Meik hat geschrieben:
24.05.2018, 22:17
Die ist eh extrem unterschiedlich. War früher mal in einer Firma da bekam jeder Golf, kleinster Diesel, Business-Paket in blau, fertig. Friss oder stirb. Heute darf ich relativ frei wählen, Golf-Klasse, maximaler Listenpreis XXX, maximale Leasingrate YYY, maximal 125g CO2/km. Da wir viel für einige Marken arbeiten kommt halt schon mal "willste nicht mal Marke XY".
Ich weiß noch wie's beim 1. Fimenwagen war.

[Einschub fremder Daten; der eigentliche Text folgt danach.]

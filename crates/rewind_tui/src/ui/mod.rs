//! UI rendering using ratatui.

mod board;
mod moves;

use crate::app::App;
use ratatui::{
    layout::{Alignment, Constraint, Direction, Layout},
    style::{Color, Modifier, Style},
    widgets::{Block, Borders, Paragraph},
    Frame,
};

pub use board::render_board;
pub use moves::render_moves;

/// Draws the main UI.
pub fn draw(f: &mut Frame, app: &App) {
    let chunks = Layout::default()
        .direction(Direction::Vertical)
        .constraints([
            Constraint::Length(3),
            Constraint::Min(0),
            Constraint::Length(3),
            Constraint::Length(3),
        ])
        .split(f.area());

    let title = Paragraph::new("Rewind - Tic Tac Toe")
        .style(Style::default().fg(Color::Cyan).add_modifier(Modifier::BOLD))
        .alignment(Alignment::Center)
        .block(Block::default().borders(Borders::ALL));
    f.render_widget(title, chunks[0]);

    let panes = Layout::default()
        .direction(Direction::Horizontal)
        .constraints([Constraint::Percentage(55), Constraint::Percentage(45)])
        .split(chunks[1]);

    render_board(f, panes[0], app);
    render_moves(f, panes[1], app);

    let status = Paragraph::new(app.status_message())
        .style(Style::default().fg(Color::Yellow))
        .alignment(Alignment::Center)
        .block(Block::default().borders(Borders::ALL).title("Status"));
    f.render_widget(status, chunks[2]);

    let help = Paragraph::new(
        "1-9/Enter: play | Tab: board/moves | S: sort | R: reset | Q: quit",
    )
    .style(Style::default().fg(Color::DarkGray))
    .alignment(Alignment::Center)
    .block(Block::default().borders(Borders::ALL));
    f.render_widget(help, chunks[3]);
}
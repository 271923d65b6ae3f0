//! Terminal invariant: nothing follows a won board.

use super::super::rules::check_winner;
use super::super::HistoryStore;
use super::Invariant;

/// Invariant: only the tip may hold a winning line.
pub struct HaltsOnWinInvariant;

impl Invariant<HistoryStore> for HaltsOnWinInvariant {
    fn holds(store: &HistoryStore) -> bool {
        let before_tip = store.history.len().saturating_sub(1);
        store.history[..before_tip]
            .iter()
            .all(|board| check_winner(board).is_none())
    }

    fn description() -> &'static str {
        "No history entry follows a won board"
    }
}
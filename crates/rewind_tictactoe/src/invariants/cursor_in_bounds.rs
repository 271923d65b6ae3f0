//! Cursor invariant: the cursor always selects an existing entry.

use super::super::HistoryStore;
use super::Invariant;

/// Invariant: `0 <= cursor < history.len()`, and history is never empty.
pub struct CursorInBoundsInvariant;

impl Invariant<HistoryStore> for CursorInBoundsInvariant {
    fn holds(store: &HistoryStore) -> bool {
        !store.history.is_empty() && store.cursor < store.history.len()
    }

    fn description() -> &'static str {
        "Cursor points at an existing history entry"
    }
}
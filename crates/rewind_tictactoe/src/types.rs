//! Core domain types for tic-tac-toe.

use super::position::Position;
use serde::{Deserialize, Serialize};

/// Player in the game.
#[derive(
    Debug, Clone, Copy, PartialEq, Eq, Hash, Serialize, Deserialize, derive_more::Display,
)]
pub enum Player {
    /// Player X (goes first).
    X,
    /// Player O (goes second).
    O,
}

impl Player {
    /// Returns the player whose turn it is after `moves_made` moves.
    pub fn for_turn(moves_made: usize) -> Self {
        if moves_made % 2 == 0 {
            Player::X
        } else {
            Player::O
        }
    }

    /// Returns the player who made move number `move_number` (1-based).
    pub fn for_move(move_number: usize) -> Self {
        if move_number % 2 == 0 {
            Player::O
        } else {
            Player::X
        }
    }
}

/// A square on the tic-tac-toe board.
#[derive(Debug, Clone, Copy, PartialEq, Eq, Hash, Default, Serialize, Deserialize)]
pub enum Square {
    /// Empty square.
    #[default]
    Empty,
    /// Square occupied by a player.
    Occupied(Player),
}

impl Square {
    /// Returns the occupying player, if any.
    pub fn player(self) -> Option<Player> {
        match self {
            Square::Empty => None,
            Square::Occupied(player) => Some(player),
        }
    }
}

/// 3x3 tic-tac-toe board.
#[derive(Debug, Clone, Copy, PartialEq, Eq, Hash, Serialize, Deserialize)]
pub struct Board {
    /// Squares in row-major order (0-8).
    squares: [Square; 9],
}

impl Board {
    /// Creates a new empty board.
    pub fn new() -> Self {
        Self {
            squares: [Square::Empty; 9],
        }
    }

    /// Gets the square at the given position.
    pub fn get(&self, pos: Position) -> Square {
        self.squares[pos.to_index()]
    }

    /// Sets the square at the given position.
    pub fn set(&mut self, pos: Position, square: Square) {
        self.squares[pos.to_index()] = square;
    }

    /// Returns a copy of this board with `player` placed at `pos`.
    pub fn with_mark(&self, pos: Position, player: Player) -> Self {
        let mut next = *self;
        next.set(pos, Square::Occupied(player));
        next
    }

    /// Checks if a square is empty.
    pub fn is_empty(&self, pos: Position) -> bool {
        self.get(pos) == Square::Empty
    }

    /// Returns all squares as a slice.
    pub fn squares(&self) -> &[Square; 9] {
        &self.squares
    }

    /// Number of occupied squares.
    pub fn occupied_count(&self) -> usize {
        self.squares.iter().filter(|s| **s != Square::Empty).count()
    }
}

impl Default for Board {
    fn default() -> Self {
        Self::new()
    }
}

impl From<[Square; 9]> for Board {
    fn from(squares: [Square; 9]) -> Self {
        Self { squares }
    }
}
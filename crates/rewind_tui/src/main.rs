//! Rewind - tic-tac-toe with move history and time travel.

#![warn(missing_docs)]

use anyhow::{Context, Result};
use clap::Parser;
use rewind_tictactoe::SortOrder;
use rewind_tui::{init_tracing, run, App, Cli, TuiConfig};
use std::time::Duration;
use tracing::info;

fn main() -> Result<()> {
    // Load .env file
    dotenvy::dotenv().ok();

    let cli = Cli::parse();

    let mut config = TuiConfig::load_or_default(&cli.config)
        .with_context(|| format!("Failed to load {}", cli.config.display()))?;
    if let Some(log_file) = cli.log_file {
        config = config.with_log_file(log_file);
    }

    init_tracing(config.log_file(), config.log_filter())?;
    info!(config = ?config, "Configuration resolved");

    let palette = config.theme().palette()?;
    let sort_order = if cli.ascending {
        SortOrder::Ascending
    } else {
        SortOrder::Descending
    };

    let mut app = App::new(sort_order, palette);
    run(&mut app, Duration::from_millis(*config.tick_rate_ms()))
}
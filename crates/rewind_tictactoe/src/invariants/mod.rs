//! First-class invariants for the history store.
//!
//! Invariants are logical properties that must hold after every mutation.
//! They are testable independently and are checked as postconditions of
//! `play` in debug builds.

/// A logical property that must hold for a given state.
pub trait Invariant<S> {
    /// Checks if the invariant holds for the given state.
    fn holds(state: &S) -> bool;

    /// Human-readable description of the invariant.
    fn description() -> &'static str;
}

/// Violation of an invariant.
#[derive(Debug, Clone, PartialEq, Eq, derive_more::Display)]
#[display("{}", description)]
pub struct InvariantViolation {
    /// Description of the violated invariant.
    pub description: String,
}

impl InvariantViolation {
    /// Creates a new invariant violation.
    pub fn new(description: impl Into<String>) -> Self {
        Self {
            description: description.into(),
        }
    }
}

/// A set of invariants that can be checked together.
///
/// Implementations are provided for tuples.
pub trait InvariantSet<S> {
    /// Checks all invariants in the set.
    ///
    /// Returns Ok(()) if all invariants hold, or Err with a list of
    /// violations if any invariant fails.
    fn check_all(state: &S) -> Result<(), Vec<InvariantViolation>>;
}

fn collect<S, I: Invariant<S>>(state: &S, violations: &mut Vec<InvariantViolation>) {
    if !I::holds(state) {
        violations.push(InvariantViolation::new(I::description()));
    }
}

fn finish(violations: Vec<InvariantViolation>) -> Result<(), Vec<InvariantViolation>> {
    if violations.is_empty() {
        Ok(())
    } else {
        Err(violations)
    }
}

// Implement InvariantSet for 3-tuples
impl<S, I1, I2, I3> InvariantSet<S> for (I1, I2, I3)
where
    I1: Invariant<S>,
    I2: Invariant<S>,
    I3: Invariant<S>,
{
    fn check_all(state: &S) -> Result<(), Vec<InvariantViolation>> {
        let mut violations = Vec::new();
        collect::<S, I1>(state, &mut violations);
        collect::<S, I2>(state, &mut violations);
        collect::<S, I3>(state, &mut violations);
        finish(violations)
    }
}

// Implement InvariantSet for 2-tuples
impl<S, I1, I2> InvariantSet<S> for (I1, I2)
where
    I1: Invariant<S>,
    I2: Invariant<S>,
{
    fn check_all(state: &S) -> Result<(), Vec<InvariantViolation>> {
        let mut violations = Vec::new();
        collect::<S, I1>(state, &mut violations);
        collect::<S, I2>(state, &mut violations);
        finish(violations)
    }
}

pub mod cursor_in_bounds;
pub mod halts_on_win;
pub mod single_mark_per_entry;

pub use cursor_in_bounds::CursorInBoundsInvariant;
pub use halts_on_win::HaltsOnWinInvariant;
pub use single_mark_per_entry::SingleMarkPerEntryInvariant;

/// All history store invariants as a composable set.
pub type HistoryInvariants = (
    CursorInBoundsInvariant,
    SingleMarkPerEntryInvariant,
    HaltsOnWinInvariant,
);

#[cfg(test)]
mod tests {
    use super::*;
    use crate::{Board, HistoryStore, Player, Position};

    #[test]
    fn test_invariant_set_holds_for_new_store() {
        let store = HistoryStore::new();
        assert!(HistoryInvariants::check_all(&store).is_ok());
    }

    #[test]
    fn test_invariant_set_holds_after_moves() {
        let mut store = HistoryStore::new();
        for pos in [Position::TopLeft, Position::Center, Position::TopRight] {
            store.play(pos).expect("legal move");
        }
        assert!(HistoryInvariants::check_all(&store).is_ok());
    }

    #[test]
    fn test_invariant_set_reports_every_violation() {
        let mut store = HistoryStore::new();
        store.play(Position::Center).expect("legal move");

        // Two marks appear at once and the cursor points past the end.
        store.history.push(
            Board::new()
                .with_mark(Position::TopLeft, Player::X)
                .with_mark(Position::Center, Player::X)
                .with_mark(Position::BottomRight, Player::O),
        );
        store.cursor = 5;

        let violations = HistoryInvariants::check_all(&store).unwrap_err();
        assert_eq!(violations.len(), 2);
    }

    #[test]
    fn test_two_invariants_as_set() {
        let store = HistoryStore::new();
        type TwoInvariants = (CursorInBoundsInvariant, HaltsOnWinInvariant);
        assert!(TwoInvariants::check_all(&store).is_ok());
    }
}
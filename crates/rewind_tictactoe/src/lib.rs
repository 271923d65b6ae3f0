//! Tic-tac-toe with snapshot history and time travel.
//!
//! The [`HistoryStore`] records every board the game passes through and a
//! cursor selecting the displayed one. Players can jump back to any earlier
//! board and play on from there, which discards the boards that followed.
//!
//! # Example
//!
//! ```
//! use rewind_tictactoe::{HistoryStore, PlayError, Position};
//!
//! let mut store = HistoryStore::new();
//! store.play(Position::Center)?;
//! store.play(Position::TopLeft)?;
//! assert_eq!(store.status().to_string(), "Next player: X");
//!
//! store.jump_to(1)?;
//! store.play(Position::BottomRight)?;
//! assert_eq!(store.history().len(), 3);
//!
//! assert_eq!(
//!     store.play(Position::Center),
//!     Err(PlayError::SquareOccupied(Position::Center))
//! );
//! # Ok::<(), Box<dyn std::error::Error>>(())
//! ```

#![warn(missing_docs)]
#![forbid(unsafe_code)]

mod action;
mod annotate;
pub mod contracts;
mod history;
pub mod invariants;
mod observer;
mod position;
pub mod rules;
mod types;
mod view;

pub use action::{HistoryError, Move, PlayError};
pub use annotate::{annotate, changed_position, GAME_START_LABEL};
pub use history::HistoryStore;
pub use invariants::{HistoryInvariants, Invariant, InvariantSet, InvariantViolation};
pub use observer::{HistoryEvent, HistoryObserver, SubscriptionId};
pub use position::{Column, Coordinate, Position, Row};
pub use rules::{check_winner, is_draw, is_full, WinningLine, LINES};
pub use types::{Board, Player, Square};
pub use view::{current_move_label, GameStatus, MoveDescriptor, SortOrder};
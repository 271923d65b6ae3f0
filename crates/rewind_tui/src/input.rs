//! Key bindings: translate key presses into app commands.

use crossterm::event::KeyCode;
use rewind_tictactoe::Position;

/// Which pane receives navigation keys.
#[derive(Debug, Clone, Copy, PartialEq, Eq, Default)]
pub enum Focus {
    /// Arrow keys move the board cursor.
    #[default]
    Board,
    /// Arrow keys move the move-list selection.
    Moves,
}

impl Focus {
    /// Returns the other pane.
    pub fn toggled(self) -> Self {
        match self {
            Focus::Board => Focus::Moves,
            Focus::Moves => Focus::Board,
        }
    }
}

/// Something the user asked for.
#[derive(Debug, Clone, Copy, PartialEq, Eq)]
pub enum Command {
    /// Play at a specific square.
    Play(Position),
    /// Play at the board cursor.
    PlayAtCursor,
    /// Move the board cursor.
    MoveCursor(KeyCode),
    /// Select the previous move-list entry.
    SelectPrevious,
    /// Select the next move-list entry.
    SelectNext,
    /// Jump to the selected move-list entry.
    JumpToSelected,
    /// Switch focus between board and move list.
    SwitchFocus,
    /// Flip the move-list order.
    ToggleSort,
    /// Start over.
    Reset,
    /// Leave the program.
    Quit,
}

/// Maps a key to a command given the focused pane.
pub fn command_for(key: KeyCode, focus: Focus) -> Option<Command> {
    match key {
        KeyCode::Char('q') | KeyCode::Esc => Some(Command::Quit),
        KeyCode::Char('r') => Some(Command::Reset),
        KeyCode::Char('s') => Some(Command::ToggleSort),
        KeyCode::Tab | KeyCode::BackTab => Some(Command::SwitchFocus),
        KeyCode::Char(c @ '1'..='9') => c
            .to_digit(10)
            .and_then(|digit| Position::from_index(digit as usize - 1))
            .map(Command::Play),
        KeyCode::Enter | KeyCode::Char(' ') => Some(match focus {
            Focus::Board => Command::PlayAtCursor,
            Focus::Moves => Command::JumpToSelected,
        }),
        KeyCode::Up | KeyCode::Down | KeyCode::Left | KeyCode::Right => Some(match (focus, key) {
            (Focus::Moves, KeyCode::Up) => Command::SelectPrevious,
            (Focus::Moves, KeyCode::Down) => Command::SelectNext,
            _ => Command::MoveCursor(key),
        }),
        _ => None,
    }
}

/// Moves cursor based on arrow keys, stopping at the board edge.
pub fn move_cursor(cursor: Position, key: KeyCode) -> Position {
    let (row, col) = (cursor.row(), cursor.col());
    let target = match key {
        KeyCode::Up => row.checked_sub(1).map(|r| (r, col)),
        KeyCode::Down => Some((row + 1, col)),
        KeyCode::Left => col.checked_sub(1).map(|c| (row, c)),
        KeyCode::Right => Some((row, col + 1)),
        _ => None,
    };
    target
        .and_then(|(r, c)| Position::from_row_col(r, c))
        .unwrap_or(cursor)
}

Ich habe kompett offen (OK, Diesel war gesetzt) die Autohauser abgeklappert. Opel und die Franzosen waren recht schnell unten durch bei mir, Fiat hatte ich gleich ausgeklammert. Mein Favorit war dann der Verso. Klare Absage vom Chef: Such dir nen "Deutschen" Hersteller. Alles Andere bekommen wir nicht gerechnet. Meine zweite Wahl war dann ein Ford, der "Deutsch" genug für die Kalkulation war. Mittlerweile geht dort auch Skoda.
Nächste Firma: Bis auf wenige Ausnahmen auch der gleiche Einheitsbrei. Aber OK, immerhin war auch ein Mazda MX-5 möglich. Da war es dann ein Golf.
Nächste Firma: VW, Audi, BMW, Mercedes. Ford war man gerade mehr oder weniger am Auslisten.
Aktuelle Firma (kein Firmenwagen mehr): VW und alle Marken, die daran hängen. Da werden zwar die Autos gekauft, verfährt aber nach dem Prinzip: Es ist noch niemand gefeuert worden, der VW gekauft hat. Die Fahrzeuge werden über die üblichen Leasinggrenzen gehalten, aber nicht so lange, als dass ein Toyota Hybrid seine Vorteile ausspielen kann. Als die Diskussion mit Fahrverboten das erste Mal aufkam, hat man mich mal auf den Hybrid angesprochen, aber gerändert hat sich nichts.

Ich rechne halt etwas anders als ein Unternehmen mit Fuhrpark. Ich will das Risiko, dass die Technik der typischen Firmenwagen mit sich bringt, nicht eingehen. Ich möchte ein Auto, bei dem ich keine bösen Überraschungen erlebe.